WHAT THE TASK REQUIRES: Go through the entries below line by line and tally those holding "title"; write only the tally.
[[ PROVIDED INFORMATION open ]]
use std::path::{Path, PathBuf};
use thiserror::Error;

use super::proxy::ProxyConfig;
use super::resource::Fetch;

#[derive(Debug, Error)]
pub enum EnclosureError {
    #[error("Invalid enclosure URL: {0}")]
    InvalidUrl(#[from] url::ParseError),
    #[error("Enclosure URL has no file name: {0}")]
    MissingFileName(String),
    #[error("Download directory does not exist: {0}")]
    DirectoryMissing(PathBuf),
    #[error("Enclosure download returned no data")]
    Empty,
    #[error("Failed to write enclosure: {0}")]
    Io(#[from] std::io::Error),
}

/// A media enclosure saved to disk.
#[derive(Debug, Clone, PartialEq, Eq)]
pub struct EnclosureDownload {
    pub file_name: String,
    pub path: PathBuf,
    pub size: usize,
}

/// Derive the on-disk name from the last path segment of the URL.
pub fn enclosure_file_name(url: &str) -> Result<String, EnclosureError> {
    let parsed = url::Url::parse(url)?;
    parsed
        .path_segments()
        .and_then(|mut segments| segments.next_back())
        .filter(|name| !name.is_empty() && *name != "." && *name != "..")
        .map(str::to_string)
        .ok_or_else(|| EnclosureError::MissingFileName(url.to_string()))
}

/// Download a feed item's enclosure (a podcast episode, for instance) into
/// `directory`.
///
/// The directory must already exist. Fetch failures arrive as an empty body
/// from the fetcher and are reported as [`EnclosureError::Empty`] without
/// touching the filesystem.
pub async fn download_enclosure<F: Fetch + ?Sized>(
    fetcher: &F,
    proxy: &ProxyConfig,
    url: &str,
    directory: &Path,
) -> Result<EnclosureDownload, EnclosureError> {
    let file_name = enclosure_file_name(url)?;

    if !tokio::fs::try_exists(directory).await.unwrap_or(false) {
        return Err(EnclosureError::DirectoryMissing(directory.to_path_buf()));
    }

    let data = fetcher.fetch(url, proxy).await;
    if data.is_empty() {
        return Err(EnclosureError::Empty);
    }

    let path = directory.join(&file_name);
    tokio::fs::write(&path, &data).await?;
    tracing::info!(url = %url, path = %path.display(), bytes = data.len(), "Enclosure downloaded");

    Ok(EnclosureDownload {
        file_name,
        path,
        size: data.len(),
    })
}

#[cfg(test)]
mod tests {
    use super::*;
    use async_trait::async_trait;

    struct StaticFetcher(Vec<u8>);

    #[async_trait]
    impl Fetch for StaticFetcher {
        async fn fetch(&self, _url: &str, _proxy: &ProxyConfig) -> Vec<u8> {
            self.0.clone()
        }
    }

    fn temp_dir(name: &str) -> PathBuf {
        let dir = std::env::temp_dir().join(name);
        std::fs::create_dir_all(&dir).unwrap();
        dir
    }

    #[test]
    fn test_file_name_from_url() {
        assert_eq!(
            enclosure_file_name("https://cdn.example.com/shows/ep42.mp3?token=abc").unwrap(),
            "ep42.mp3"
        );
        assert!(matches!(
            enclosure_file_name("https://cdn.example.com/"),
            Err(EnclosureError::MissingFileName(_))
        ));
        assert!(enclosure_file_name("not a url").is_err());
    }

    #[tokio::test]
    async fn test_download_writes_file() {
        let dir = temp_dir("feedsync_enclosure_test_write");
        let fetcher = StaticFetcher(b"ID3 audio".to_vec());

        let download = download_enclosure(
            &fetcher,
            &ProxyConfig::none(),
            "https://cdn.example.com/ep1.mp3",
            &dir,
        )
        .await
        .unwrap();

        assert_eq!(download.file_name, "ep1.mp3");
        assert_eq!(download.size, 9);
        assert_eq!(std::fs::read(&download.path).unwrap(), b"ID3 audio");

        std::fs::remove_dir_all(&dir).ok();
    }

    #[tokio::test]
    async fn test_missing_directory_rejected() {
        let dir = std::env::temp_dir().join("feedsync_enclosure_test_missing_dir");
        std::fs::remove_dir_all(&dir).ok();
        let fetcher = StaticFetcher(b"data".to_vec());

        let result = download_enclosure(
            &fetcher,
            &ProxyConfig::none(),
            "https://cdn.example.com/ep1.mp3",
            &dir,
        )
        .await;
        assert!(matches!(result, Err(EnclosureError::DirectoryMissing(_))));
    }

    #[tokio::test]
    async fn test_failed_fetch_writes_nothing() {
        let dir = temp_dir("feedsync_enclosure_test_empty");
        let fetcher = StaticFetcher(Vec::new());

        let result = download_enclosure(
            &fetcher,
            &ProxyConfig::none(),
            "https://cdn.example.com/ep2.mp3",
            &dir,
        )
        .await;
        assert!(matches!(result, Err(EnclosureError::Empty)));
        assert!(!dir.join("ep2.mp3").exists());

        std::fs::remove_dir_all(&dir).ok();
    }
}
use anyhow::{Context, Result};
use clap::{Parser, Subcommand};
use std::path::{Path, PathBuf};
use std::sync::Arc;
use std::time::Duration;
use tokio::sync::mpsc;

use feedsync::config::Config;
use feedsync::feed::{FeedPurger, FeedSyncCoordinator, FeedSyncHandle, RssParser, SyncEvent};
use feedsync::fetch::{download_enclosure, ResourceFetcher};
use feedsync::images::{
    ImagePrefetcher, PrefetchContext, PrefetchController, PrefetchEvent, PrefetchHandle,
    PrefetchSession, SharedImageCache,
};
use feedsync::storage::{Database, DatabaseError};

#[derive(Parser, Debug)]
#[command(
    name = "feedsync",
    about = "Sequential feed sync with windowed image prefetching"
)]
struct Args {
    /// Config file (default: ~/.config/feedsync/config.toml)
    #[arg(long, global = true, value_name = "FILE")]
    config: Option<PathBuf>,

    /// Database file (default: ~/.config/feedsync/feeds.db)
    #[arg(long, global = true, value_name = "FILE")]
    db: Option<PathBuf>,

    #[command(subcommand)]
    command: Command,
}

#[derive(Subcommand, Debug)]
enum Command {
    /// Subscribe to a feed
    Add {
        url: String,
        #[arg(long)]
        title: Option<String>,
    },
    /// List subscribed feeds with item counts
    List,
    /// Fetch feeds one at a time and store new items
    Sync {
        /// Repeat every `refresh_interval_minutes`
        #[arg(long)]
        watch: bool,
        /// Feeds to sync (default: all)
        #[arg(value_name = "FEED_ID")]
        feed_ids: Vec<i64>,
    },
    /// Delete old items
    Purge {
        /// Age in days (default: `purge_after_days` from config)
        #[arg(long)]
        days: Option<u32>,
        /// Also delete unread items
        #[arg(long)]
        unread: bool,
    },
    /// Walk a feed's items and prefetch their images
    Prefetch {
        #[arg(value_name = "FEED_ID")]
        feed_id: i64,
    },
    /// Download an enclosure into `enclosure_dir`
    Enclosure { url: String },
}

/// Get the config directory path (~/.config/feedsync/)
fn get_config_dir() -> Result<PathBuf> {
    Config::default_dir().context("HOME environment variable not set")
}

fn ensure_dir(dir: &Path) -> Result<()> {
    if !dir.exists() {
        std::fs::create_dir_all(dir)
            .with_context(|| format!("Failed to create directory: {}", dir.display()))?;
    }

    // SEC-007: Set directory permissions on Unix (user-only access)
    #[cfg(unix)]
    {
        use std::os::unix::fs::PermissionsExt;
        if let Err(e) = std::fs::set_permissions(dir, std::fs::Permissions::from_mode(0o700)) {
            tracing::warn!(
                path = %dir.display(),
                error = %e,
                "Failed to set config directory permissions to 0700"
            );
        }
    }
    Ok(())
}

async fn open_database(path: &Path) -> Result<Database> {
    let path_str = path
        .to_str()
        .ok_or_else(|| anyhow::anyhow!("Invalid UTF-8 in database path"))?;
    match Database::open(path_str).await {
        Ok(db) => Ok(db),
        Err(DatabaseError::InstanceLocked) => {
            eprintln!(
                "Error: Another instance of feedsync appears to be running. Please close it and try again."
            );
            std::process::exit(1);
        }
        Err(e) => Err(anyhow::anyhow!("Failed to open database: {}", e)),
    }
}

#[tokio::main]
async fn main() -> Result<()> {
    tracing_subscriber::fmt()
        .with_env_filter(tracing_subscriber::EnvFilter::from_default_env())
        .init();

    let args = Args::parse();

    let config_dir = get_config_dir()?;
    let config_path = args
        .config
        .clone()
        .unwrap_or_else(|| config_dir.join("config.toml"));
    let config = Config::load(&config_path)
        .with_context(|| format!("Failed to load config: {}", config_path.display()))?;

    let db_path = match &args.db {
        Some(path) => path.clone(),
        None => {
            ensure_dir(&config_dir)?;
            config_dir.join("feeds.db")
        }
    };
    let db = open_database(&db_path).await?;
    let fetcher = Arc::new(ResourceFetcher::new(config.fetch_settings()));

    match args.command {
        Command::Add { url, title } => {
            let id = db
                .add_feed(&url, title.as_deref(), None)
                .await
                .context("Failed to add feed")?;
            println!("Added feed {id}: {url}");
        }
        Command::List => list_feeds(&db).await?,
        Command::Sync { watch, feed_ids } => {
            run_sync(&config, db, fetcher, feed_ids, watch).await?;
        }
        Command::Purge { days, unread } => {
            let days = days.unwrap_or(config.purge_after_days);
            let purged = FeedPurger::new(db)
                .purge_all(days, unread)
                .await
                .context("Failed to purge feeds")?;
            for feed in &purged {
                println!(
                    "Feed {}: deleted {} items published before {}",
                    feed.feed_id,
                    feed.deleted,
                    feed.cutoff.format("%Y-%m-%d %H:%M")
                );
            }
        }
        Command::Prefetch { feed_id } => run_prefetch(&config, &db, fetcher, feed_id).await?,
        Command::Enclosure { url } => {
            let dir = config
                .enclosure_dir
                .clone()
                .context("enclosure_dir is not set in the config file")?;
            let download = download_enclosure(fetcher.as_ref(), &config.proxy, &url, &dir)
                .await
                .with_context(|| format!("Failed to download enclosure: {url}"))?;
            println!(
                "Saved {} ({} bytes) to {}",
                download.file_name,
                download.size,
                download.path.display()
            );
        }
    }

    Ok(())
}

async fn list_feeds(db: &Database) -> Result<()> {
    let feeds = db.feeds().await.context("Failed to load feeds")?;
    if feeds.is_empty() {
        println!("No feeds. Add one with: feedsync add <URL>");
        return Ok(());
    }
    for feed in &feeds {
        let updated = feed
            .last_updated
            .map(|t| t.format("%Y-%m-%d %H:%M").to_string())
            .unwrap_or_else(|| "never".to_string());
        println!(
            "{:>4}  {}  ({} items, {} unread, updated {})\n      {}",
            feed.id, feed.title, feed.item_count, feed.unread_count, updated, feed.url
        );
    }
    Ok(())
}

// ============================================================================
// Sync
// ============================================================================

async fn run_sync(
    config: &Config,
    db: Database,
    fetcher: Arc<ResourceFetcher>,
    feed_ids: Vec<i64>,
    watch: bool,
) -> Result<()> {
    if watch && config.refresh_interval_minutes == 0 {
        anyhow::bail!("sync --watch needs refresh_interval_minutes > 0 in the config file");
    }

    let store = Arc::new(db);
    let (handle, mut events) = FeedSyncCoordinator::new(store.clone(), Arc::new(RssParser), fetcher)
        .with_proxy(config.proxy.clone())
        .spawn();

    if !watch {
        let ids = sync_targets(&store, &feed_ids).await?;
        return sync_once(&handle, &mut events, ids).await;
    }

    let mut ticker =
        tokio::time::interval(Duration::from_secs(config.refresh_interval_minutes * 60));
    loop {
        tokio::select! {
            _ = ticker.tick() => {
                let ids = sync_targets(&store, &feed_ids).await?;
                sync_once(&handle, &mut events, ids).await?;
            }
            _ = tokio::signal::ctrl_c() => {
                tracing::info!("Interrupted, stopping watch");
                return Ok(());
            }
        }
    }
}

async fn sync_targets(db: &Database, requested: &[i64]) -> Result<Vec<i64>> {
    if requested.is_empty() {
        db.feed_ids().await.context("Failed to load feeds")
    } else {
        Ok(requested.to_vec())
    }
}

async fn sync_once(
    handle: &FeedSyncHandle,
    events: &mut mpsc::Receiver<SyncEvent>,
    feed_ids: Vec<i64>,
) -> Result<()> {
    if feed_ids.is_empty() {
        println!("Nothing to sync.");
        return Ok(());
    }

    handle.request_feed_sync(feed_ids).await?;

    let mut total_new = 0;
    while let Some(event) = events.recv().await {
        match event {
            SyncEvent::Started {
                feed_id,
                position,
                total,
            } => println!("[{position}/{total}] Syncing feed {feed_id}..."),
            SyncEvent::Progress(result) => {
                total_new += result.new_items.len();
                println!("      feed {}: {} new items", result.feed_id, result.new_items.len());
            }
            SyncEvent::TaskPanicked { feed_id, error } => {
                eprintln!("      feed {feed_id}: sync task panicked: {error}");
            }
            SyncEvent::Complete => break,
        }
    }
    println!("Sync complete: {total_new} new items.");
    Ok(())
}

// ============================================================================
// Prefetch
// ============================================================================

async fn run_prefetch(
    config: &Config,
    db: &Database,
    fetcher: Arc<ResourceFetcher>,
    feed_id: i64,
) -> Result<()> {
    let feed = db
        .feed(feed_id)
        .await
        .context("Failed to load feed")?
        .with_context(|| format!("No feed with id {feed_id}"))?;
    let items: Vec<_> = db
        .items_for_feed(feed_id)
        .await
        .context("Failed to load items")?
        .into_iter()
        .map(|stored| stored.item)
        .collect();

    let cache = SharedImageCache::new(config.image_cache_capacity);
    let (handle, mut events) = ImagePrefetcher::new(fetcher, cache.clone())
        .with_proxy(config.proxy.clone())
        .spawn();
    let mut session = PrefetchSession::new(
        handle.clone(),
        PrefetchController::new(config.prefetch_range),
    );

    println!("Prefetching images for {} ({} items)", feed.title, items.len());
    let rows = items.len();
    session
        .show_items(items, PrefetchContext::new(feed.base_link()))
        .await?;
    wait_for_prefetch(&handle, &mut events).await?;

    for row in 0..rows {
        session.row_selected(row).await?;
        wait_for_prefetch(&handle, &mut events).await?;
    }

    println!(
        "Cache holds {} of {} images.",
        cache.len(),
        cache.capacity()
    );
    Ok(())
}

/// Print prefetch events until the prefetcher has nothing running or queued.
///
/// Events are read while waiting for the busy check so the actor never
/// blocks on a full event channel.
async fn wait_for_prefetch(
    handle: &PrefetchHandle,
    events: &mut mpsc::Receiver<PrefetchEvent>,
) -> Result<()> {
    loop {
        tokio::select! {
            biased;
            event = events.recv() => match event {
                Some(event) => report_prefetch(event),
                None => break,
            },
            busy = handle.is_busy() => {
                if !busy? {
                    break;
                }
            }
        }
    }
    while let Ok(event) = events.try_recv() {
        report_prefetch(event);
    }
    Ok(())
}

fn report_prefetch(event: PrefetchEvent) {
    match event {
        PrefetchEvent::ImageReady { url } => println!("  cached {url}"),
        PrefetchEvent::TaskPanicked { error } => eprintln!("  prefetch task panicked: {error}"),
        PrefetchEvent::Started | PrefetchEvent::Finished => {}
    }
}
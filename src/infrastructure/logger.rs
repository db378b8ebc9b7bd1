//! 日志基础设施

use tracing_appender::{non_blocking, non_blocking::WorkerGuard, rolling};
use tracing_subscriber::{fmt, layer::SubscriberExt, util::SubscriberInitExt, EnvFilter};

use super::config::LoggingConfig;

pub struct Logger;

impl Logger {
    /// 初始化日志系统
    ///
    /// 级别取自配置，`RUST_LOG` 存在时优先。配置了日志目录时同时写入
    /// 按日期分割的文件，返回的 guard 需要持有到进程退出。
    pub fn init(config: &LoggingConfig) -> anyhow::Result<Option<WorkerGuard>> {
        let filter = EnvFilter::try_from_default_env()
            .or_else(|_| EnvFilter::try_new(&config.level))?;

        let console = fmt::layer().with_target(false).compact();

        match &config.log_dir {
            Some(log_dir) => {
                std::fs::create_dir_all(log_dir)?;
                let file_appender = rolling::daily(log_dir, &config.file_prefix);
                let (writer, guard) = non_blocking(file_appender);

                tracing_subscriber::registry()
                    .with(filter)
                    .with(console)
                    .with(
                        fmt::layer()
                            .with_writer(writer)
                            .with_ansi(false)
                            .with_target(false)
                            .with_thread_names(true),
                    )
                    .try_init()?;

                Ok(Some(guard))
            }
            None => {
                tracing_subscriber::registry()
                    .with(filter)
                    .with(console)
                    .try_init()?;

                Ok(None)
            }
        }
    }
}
[[ PROVIDED INFORMATION closed ]]
RESPONSE TO THIS TASK: 5